Perhaps the “female Obama” failed because the time for such figures had passed. The very pace of change, the sheer rate of technological advancement has undermined public confidence in politicians’ ability to control the future through Five-Year Plans. Giant state bureaucracies can barely cope with an onrushing future, let alone command it. In fact, such bureaucracies are the very embodiment of inertia. George Friedman of Geopolitical Futures suspects the world is facing a new kind of challenge. In a letter to readers he wrote:

From Hong Kong to Tehran to Buenos Aires, the world appears to be destabilizing. The question that has been raised is whether there is an underlying cause triggering this global unrest. On the surface, the answer to that ought to be no. There is so much unrest throughout the world at any point that it would appear to be merely the normal chaos. Unrest, moreover, is unique to every country and usually has multiple causes. Hong Kong, Tehran and Buenos Aires are very different places, each with its own geopolitical circumstances. Still, there is in this instance one element that is common to them all: 2008. In 2008, the international economic system shifted dramatically, and the changes it wrought have not been fully metabolized.

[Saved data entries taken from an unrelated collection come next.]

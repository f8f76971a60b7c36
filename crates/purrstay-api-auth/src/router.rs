//! Route wiring and shared state.

use std::sync::Arc;

use axum::routing::{get, post};
use axum::Router;
use sqlx::PgPool;

use crate::crypto::SecretCipher;
use crate::error::ApiAuthError;
use crate::handlers::login::{login, verify_login};
use crate::handlers::twofa::{
    disable_two_factor, regenerate_backup_codes, setup_two_factor, two_factor_status,
    verify_two_factor_setup,
};
use crate::services::{JwtSessionIssuer, LoginChallengeService, SessionIssuer, TwoFactorService};
use crate::store::{ChallengeStore, CredentialStore, PgStore, SecretStore};
use crate::totp::TotpEngine;

/// Shared state for the auth routers.
#[derive(Clone)]
pub struct AuthState {
    pub two_factor: TwoFactorService,
    pub challenges: LoginChallengeService,
}

impl AuthState {
    /// Wire services over explicit store and session-issuer implementations.
    pub fn new(
        secrets: Arc<dyn SecretStore>,
        challenges: Arc<dyn ChallengeStore>,
        credentials: Arc<dyn CredentialStore>,
        sessions: Arc<dyn SessionIssuer>,
        cipher: SecretCipher,
        totp: TotpEngine,
    ) -> Self {
        let two_factor = TwoFactorService::new(secrets, credentials.clone(), cipher, totp);
        let challenges =
            LoginChallengeService::new(challenges, credentials, two_factor.clone(), sessions);
        Self {
            two_factor,
            challenges,
        }
    }

    /// Production wiring: Postgres stores plus configuration from the
    /// environment (`TWOFA_ENCRYPTION_KEY`, `SESSION_JWT_SECRET`, optional
    /// `TWOFA_ISSUER`).
    pub fn from_env(pool: PgPool) -> Result<Self, ApiAuthError> {
        let store = Arc::new(PgStore::new(pool));
        let issuer = std::env::var("TWOFA_ISSUER").unwrap_or_else(|_| "Purrstay".to_string());

        Ok(Self::new(
            store.clone(),
            store.clone(),
            store,
            Arc::new(JwtSessionIssuer::from_env()?),
            SecretCipher::from_env()
                .map_err(|e| ApiAuthError::Internal(format!("Cipher setup failed: {e}")))?,
            TotpEngine::new(issuer),
        ))
    }
}

/// Spawn the periodic sweep of expired login challenges.
pub fn spawn_challenge_sweeper(service: LoginChallengeService) -> tokio::task::JoinHandle<()> {
    tokio::spawn(async move {
        let mut interval = tokio::time::interval(std::time::Duration::from_secs(60));
        loop {
            interval.tick().await;
            if let Err(e) = service.sweep_expired().await {
                tracing::warn!(error = %e, "Challenge sweep failed");
            }
        }
    })
}

/// Routes that require an authenticated session (`CurrentUser` extension).
pub fn two_factor_router(state: AuthState) -> Router {
    Router::new()
        .route("/2fa/setup", post(setup_two_factor))
        .route("/2fa/verify-setup", post(verify_two_factor_setup))
        .route("/2fa/status", get(two_factor_status))
        .route("/2fa/disable", post(disable_two_factor))
        .route(
            "/2fa/backup-codes/regenerate",
            post(regenerate_backup_codes),
        )
        .with_state(state)
}

/// Unauthenticated login routes.
pub fn login_router(state: AuthState) -> Router {
    Router::new()
        .route("/login", post(login))
        .route("/login/verify", post(verify_login))
        .with_state(state)
}
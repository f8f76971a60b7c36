//! Cryptographic helpers for secrets at rest.

pub mod secret_cipher;

pub use secret_cipher::{SecretCipher, SecretCipherError};
//! Password verification with Argon2id.
//!
//! Hashing and storage of primary credentials belong to the identity
//! subsystem; the 2FA core only re-proves a password during Disable and at
//! primary login.

use argon2::{
    password_hash::{rand_core::OsRng, PasswordHash, PasswordHasher as _, SaltString},
    Argon2, PasswordVerifier,
};

use crate::error::ApiAuthError;

/// Verify a password against a PHC-formatted Argon2 hash.
///
/// Returns `Ok(false)` on mismatch; a malformed stored hash is an error.
pub fn verify_password(password: &str, hash: &str) -> Result<bool, ApiAuthError> {
    let parsed = PasswordHash::new(hash)
        .map_err(|e| ApiAuthError::Internal(format!("Stored password hash is invalid: {e}")))?;

    match Argon2::default().verify_password(password.as_bytes(), &parsed) {
        Ok(()) => Ok(true),
        Err(argon2::password_hash::Error::Password) => Ok(false),
        Err(e) => Err(ApiAuthError::Internal(format!(
            "Password verification failed: {e}"
        ))),
    }
}

/// Hash a password with Argon2id. Used by account provisioning and fixtures.
pub fn hash_password(password: &str) -> Result<String, ApiAuthError> {
    let salt = SaltString::generate(&mut OsRng);
    Argon2::default()
        .hash_password(password.as_bytes(), &salt)
        .map(|h| h.to_string())
        .map_err(|e| ApiAuthError::Internal(format!("Password hashing failed: {e}")))
}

Not just the 2008 economic effects, but the information balance, which affects the relationship between the elites and the governed, has changed. One can look at the Democratic primary as the story of a party trying to redefine itself after the disaster of 2016 and deciding not to — a challenge that in its own way mirrors the problem of the Republican Party. Perhaps it is no coincidence that the most interesting candidates in the Democratic Party are the younger ones who feel in their bones that the future is no longer what it used to be. It has eluded the capacity of old-time apparatchiks to conceive and is potentially more dangerous and wonderful than we can imagine.